See below for user comments and alternate solutions! See below for user comments and alternate solutions!
Alternate Solutions
physics_guy
2018-08-15 01:09:11
In the center of momentum frame of the positron/electron system, their energy-momentum four-vectors sum to zero. But a single photon has nonzero energy-momentum in every reference frame. So this process would simultaneously violate energy conservation and linear momentum conservation.Alternate Solution - Unverified
Richard
2007-10-10 23:48:39
I like to do it this way:

If momentum and energy are conserved in the system,
P_\gamma = P_{e^{+}}+P_{e^{-}}
E_\gamma = E_{e^{+}}+E_{e^{-}}.

But since the first particle is a photon, E_\gamma=P_\gamma c.
This leads to, \frac{1}{c}(E_{e^{+}}+E_{e^{-}})= P_{e^{+}}+P_{e^{-}}
which is clearly NOT true as the energy of a particle with non-zero mass includes an additional rest energy term.
So both energy and momentum conservation cannot exist.
Alternate Solution - Unverified
Comments
physics_guy
2018-08-15 01:09:11
In the center of momentum frame of the positron/electron system, their energy-momentum four-vectors sum to zero. But a single photon has nonzero energy-momentum in every reference frame. So this process would simultaneously violate energy conservation and linear momentum conservation.
physics_guy
2018-08-15 01:23:47
Clarification: the last three components of the four-vector are zero for the positron/electron system in their CM frame. The last three components of the single photon four-vector are nonzero in this frame because the photon always travels at the speed of light.
Alternate Solution - Unverified
sina2
2013-10-02 02:37:27
This is the way I feel better. Because we don't know both electron and positron moves in same direction or not, so it's better we be careful.
Conversation of momentum:
p=x\gamma { m }_{ e }{ v }_{ e }
and conversation of energy:
pc=2\gamma { m }_{ e }{ c }^{ 2 }
and after a few math,
2\gamma { m }_{ e }{ c }^{ 2 }=x\gamma { m }_{ e }{ v }_{ e }c
then
{ v }_{ e }=\frac { 2c }{ x }
We know x maximum value could be 2, even 2 isn't satisfactory.
NEC
Laura
2012-11-01 07:10:41
In nuclear physics, pair production occurs when a high energy photon interacts with a nucleus. Without a nucleus to absorb momentum, a photon decaying into electron-positron pair (or other pairs for that matter) can never conserve energy and momentum simultaneously.(The answer can be obtained without the equations)
http://en.wikipedia.org/wiki/Pair_production
NEC
superlaser1
2012-04-10 18:36:40
Other than phys2718 solution I was left hanging. First consider the photon moving in the x direction. Momentum is a vector so for conservation of momentum we have the y components of the particles momenta must be equal and for the x momenta we have

p=2\gamma m u cos(\theta)

Plugging this into the equation for conservation of energy we see

E=2\gamma m c^2=p c=2\gamma m u cos(\theta) c

So to satisfy these conservation laws we have

cos(\theta)=c/u

Which can only be satisfied for u\ge c or an imaginary angle \theta.
NEC
faith
2010-11-05 20:06:47
confused. isnt pair production possible? i take it gammaray is some sort of a photon.
mrTrig
2010-11-07 00:40:43
hi faith,
Pair production certainly happens but it must be in the vicinity of a nucleus to do so. This question tells us that the photon is in free space.
Look at this nice visualization:
http://upload.wikimedia.org/wikipedia/commons/8/84/Pairproduction.png
NEC
archard
2010-07-16 13:52:26
Photons have spin +/- 1, electrons and positrons have spin +/- 1/2 - elimnate B and C.

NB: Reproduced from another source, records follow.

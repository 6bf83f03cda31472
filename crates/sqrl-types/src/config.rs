//! Configuration types for the identity store.
//!
//! `StoreConfig` represents the `store.toml` file that controls the database
//! location, pool sizing, default operation deadlines, and logging.

use std::time::Duration;

use serde::{Deserialize, Serialize};

/// Top-level configuration. All fields have sensible defaults.
#[derive(Debug, Clone, PartialEq, Eq, Serialize, Deserialize)]
pub struct StoreConfig {
    /// sqlx connection URL for the SQLite database file.
    #[serde(default = "default_database_url")]
    pub database_url: String,

    /// Size of the read-only connection pool.
    #[serde(default = "default_max_read_connections")]
    pub max_read_connections: u32,

    /// How long SQLite waits on a locked database before failing a statement.
    #[serde(default = "default_busy_timeout_ms")]
    pub busy_timeout_ms: u64,

    /// Deadline applied to contexts built with `OperationContext::from_config`.
    /// `None` means operations run without a deadline.
    #[serde(default)]
    pub operation_timeout_ms: Option<u64>,

    #[serde(default)]
    pub logging: LogConfig,
}

fn default_database_url() -> String {
    "sqlite://sqrl-identities.db".to_string()
}

fn default_max_read_connections() -> u32 {
    8
}

fn default_busy_timeout_ms() -> u64 {
    5_000
}

impl StoreConfig {
    pub fn busy_timeout(&self) -> Duration {
        Duration::from_millis(self.busy_timeout_ms)
    }

    pub fn operation_timeout(&self) -> Option<Duration> {
        self.operation_timeout_ms.map(Duration::from_millis)
    }
}

impl Default for StoreConfig {
    fn default() -> Self {
        Self {
            database_url: default_database_url(),
            max_read_connections: default_max_read_connections(),
            busy_timeout_ms: default_busy_timeout_ms(),
            operation_timeout_ms: None,
            logging: LogConfig::default(),
        }
    }
}

/// `[logging]` table.
#[derive(Debug, Clone, PartialEq, Eq, Serialize, Deserialize)]
pub struct LogConfig {
    /// `EnvFilter` directive string, e.g. `"info,sqrl_infra=debug"`.
    #[serde(default = "default_filter")]
    pub filter: String,

    /// Emit JSON lines instead of human-readable output.
    #[serde(default)]
    pub json: bool,

    /// Bridge spans to OpenTelemetry (stdout exporter).
    #[serde(default)]
    pub otel: bool,
}

fn default_filter() -> String {
    "info".to_string()
}

impl Default for LogConfig {
    fn default() -> Self {
        Self {
            filter: default_filter(),
            json: false,
            otel: false,
        }
    }
}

Electrons and positrons have opposite charge, photons are chargeless, eliminate E.

At this point you can probably eliminate D if you know enough about particle physics. But if you're like me and do not, you can do what Yosun did and see that the electron must have velocity equal to the speed of light for both momentum and energy to be conserved.
walczyk
2011-03-06 20:28:21
you should analyze what your definition of conservation is.charge is conserved because the sum charge of a positron and electron is zero. Similarly you can come up with configurations of the system that don't violate momentum. What yosun did is the only solution, its not just A solution. Your solution was completely incorrect.
NEC
torturedbabycow
2010-03-28 15:25:20
I like Void's approach a lot, so I'm paraphrasing it as a user solution:

You can always find a reference frame where the total momentum is ZERO after the pair production - this is the rest frame of the center-of-mass of the electron and positron. However, total momentum is NEVER ZERO in any frame before the pair-production if you only have one photon.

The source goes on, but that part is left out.